§ Required work:
Find each line below containing the word "retrieval" and copy it.

★ ★ ★

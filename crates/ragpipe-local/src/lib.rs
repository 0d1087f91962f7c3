//! Local retrieval pipeline for ragpipe.
//!
//! This crate is intentionally:
//! - **offline**: no network calls
//! - **bounded**: every response fits a caller-supplied size budget
//! - **deterministic**: stable merge order, stable tie-breaks, stable warnings
//!
//! The pipeline stages (merge, paginate, truncate, warn) are synchronous pure
//! functions over in-memory lists; only the provider calls in [`respond`] are
//! async.

pub mod budget;
pub mod merge;
pub mod paginate;
pub mod rerank;
pub mod respond;
pub mod store;
pub mod truncate;
pub mod warn;

use ragpipe_core::SizeConstraints;

fn env_bool(key: &str) -> Option<bool> {
    let v = std::env::var(key).ok()?;
    let v = v.trim().to_ascii_lowercase();
    if v.is_empty() {
        return None;
    }
    Some(matches!(v.as_str(), "1" | "true" | "yes" | "on"))
}

fn env_usize(key: &str, default: usize) -> usize {
    std::env::var(key)
        .ok()
        .and_then(|v| v.trim().parse::<usize>().ok())
        .unwrap_or(default)
}

/// Per-process retrieval defaults, read once per request from the environment.
///
/// Per-call tool arguments override these; nothing here is reconfigured
/// mid-request.
#[derive(Debug, Clone)]
pub struct RagConfig {
    /// Merge keyword matches into vector results (`RAGPIPE_USE_HYBRID_SEARCH`).
    pub use_hybrid_search: bool,
    /// Run the reranker over merged candidates (`RAGPIPE_USE_RERANKING`).
    pub use_reranking: bool,
    /// Default merged result count (`RAGPIPE_DEFAULT_MATCH_COUNT`).
    pub default_match_count: usize,
    pub max_response_tokens: usize,
    pub max_content_length: usize,
    pub reserved_tokens: usize,
}

impl Default for RagConfig {
    fn default() -> Self {
        let c = SizeConstraints::default();
        Self {
            use_hybrid_search: false,
            use_reranking: false,
            default_match_count: 5,
            max_response_tokens: c.max_response_tokens,
            max_content_length: c.max_content_length,
            reserved_tokens: c.reserved_tokens,
        }
    }
}

impl RagConfig {
    /// Read defaults from the environment, clamped to sane bounds.
    pub fn from_env() -> Self {
        let d = Self::default();
        Self {
            use_hybrid_search: env_bool("RAGPIPE_USE_HYBRID_SEARCH")
                .unwrap_or(d.use_hybrid_search),
            use_reranking: env_bool("RAGPIPE_USE_RERANKING").unwrap_or(d.use_reranking),
            default_match_count: env_usize("RAGPIPE_DEFAULT_MATCH_COUNT", d.default_match_count)
                .clamp(1, 100),
            max_response_tokens: env_usize("RAGPIPE_MAX_RESPONSE_TOKENS", d.max_response_tokens)
                .clamp(256, 200_000),
            max_content_length: env_usize("RAGPIPE_MAX_CONTENT_LENGTH", d.max_content_length)
                .clamp(50, 100_000),
            reserved_tokens: env_usize("RAGPIPE_RESERVED_TOKENS", d.reserved_tokens)
                .min(10_000),
        }
    }

    /// Size constraints for one request, with per-call overrides applied by
    /// the caller afterwards.
    pub fn constraints(&self) -> SizeConstraints {
        SizeConstraints {
            max_response_tokens: self.max_response_tokens,
            max_content_length: self.max_content_length,
            include_full_content: false,
            reserved_tokens: self.reserved_tokens,
        }
    }
}

#[cfg(test)]
mod tests {
    use super::*;

    // Env vars are process-global; serialize tests that mutate them.
    static ENV_LOCK: std::sync::Mutex<()> = std::sync::Mutex::new(());

    struct EnvGuard {
        _lock: std::sync::MutexGuard<'static, ()>,
        saved: Vec<(String, Option<String>)>,
    }

    impl EnvGuard {
        fn new(keys: &[&str]) -> Self {
            let lock = ENV_LOCK.lock().unwrap_or_else(|e| e.into_inner());
            let saved: Vec<(String, Option<String>)> = keys
                .iter()
                .map(|k| (k.to_string(), std::env::var(k).ok()))
                .collect();
            for (k, _) in &saved {
                std::env::remove_var(k);
            }
            Self { _lock: lock, saved }
        }

        fn set(&self, k: &str, v: &str) {
            std::env::set_var(k, v);
        }
    }

    impl Drop for EnvGuard {
        fn drop(&mut self) {
            for (k, v) in self.saved.drain(..) {
                match v {
                    Some(val) => std::env::set_var(k, val),
                    None => std::env::remove_var(k),
                }
            }
        }
    }

    const CONFIG_ENV_KEYS: [&str; 6] = [
        "RAGPIPE_USE_HYBRID_SEARCH",
        "RAGPIPE_USE_RERANKING",
        "RAGPIPE_DEFAULT_MATCH_COUNT",
        "RAGPIPE_MAX_RESPONSE_TOKENS",
        "RAGPIPE_MAX_CONTENT_LENGTH",
        "RAGPIPE_RESERVED_TOKENS",
    ];

    #[test]
    fn config_defaults_when_env_unset() {
        let _g = EnvGuard::new(&CONFIG_ENV_KEYS);
        let c = RagConfig::from_env();
        assert!(!c.use_hybrid_search);
        assert!(!c.use_reranking);
        assert_eq!(c.default_match_count, 5);
        assert_eq!(c.max_response_tokens, 20_000);
        assert_eq!(c.max_content_length, 1_000);
        assert_eq!(c.reserved_tokens, 500);
    }

    #[test]
    fn config_reads_and_clamps_env_values() {
        let g = EnvGuard::new(&CONFIG_ENV_KEYS);
        g.set("RAGPIPE_USE_HYBRID_SEARCH", "true");
        g.set("RAGPIPE_USE_RERANKING", "on");
        g.set("RAGPIPE_DEFAULT_MATCH_COUNT", "5000");
        g.set("RAGPIPE_MAX_RESPONSE_TOKENS", "10");
        g.set("RAGPIPE_MAX_CONTENT_LENGTH", "3");
        let c = RagConfig::from_env();
        assert!(c.use_hybrid_search);
        assert!(c.use_reranking);
        assert_eq!(c.default_match_count, 100);
        assert_eq!(c.max_response_tokens, 256);
        assert_eq!(c.max_content_length, 50);
    }

    #[test]
    fn empty_or_garbage_env_values_fall_back_to_defaults() {
        let g = EnvGuard::new(&CONFIG_ENV_KEYS);
        g.set("RAGPIPE_USE_HYBRID_SEARCH", "   ");
        g.set("RAGPIPE_DEFAULT_MATCH_COUNT", "not-a-number");
        let c = RagConfig::from_env();
        assert!(!c.use_hybrid_search);
        assert_eq!(c.default_match_count, 5);
    }
}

★ ★ ★

§ Response for this exercise:
//! Local retrieval pipeline for ragpipe.
/// Per-process retrieval defaults, read once per request from the environment.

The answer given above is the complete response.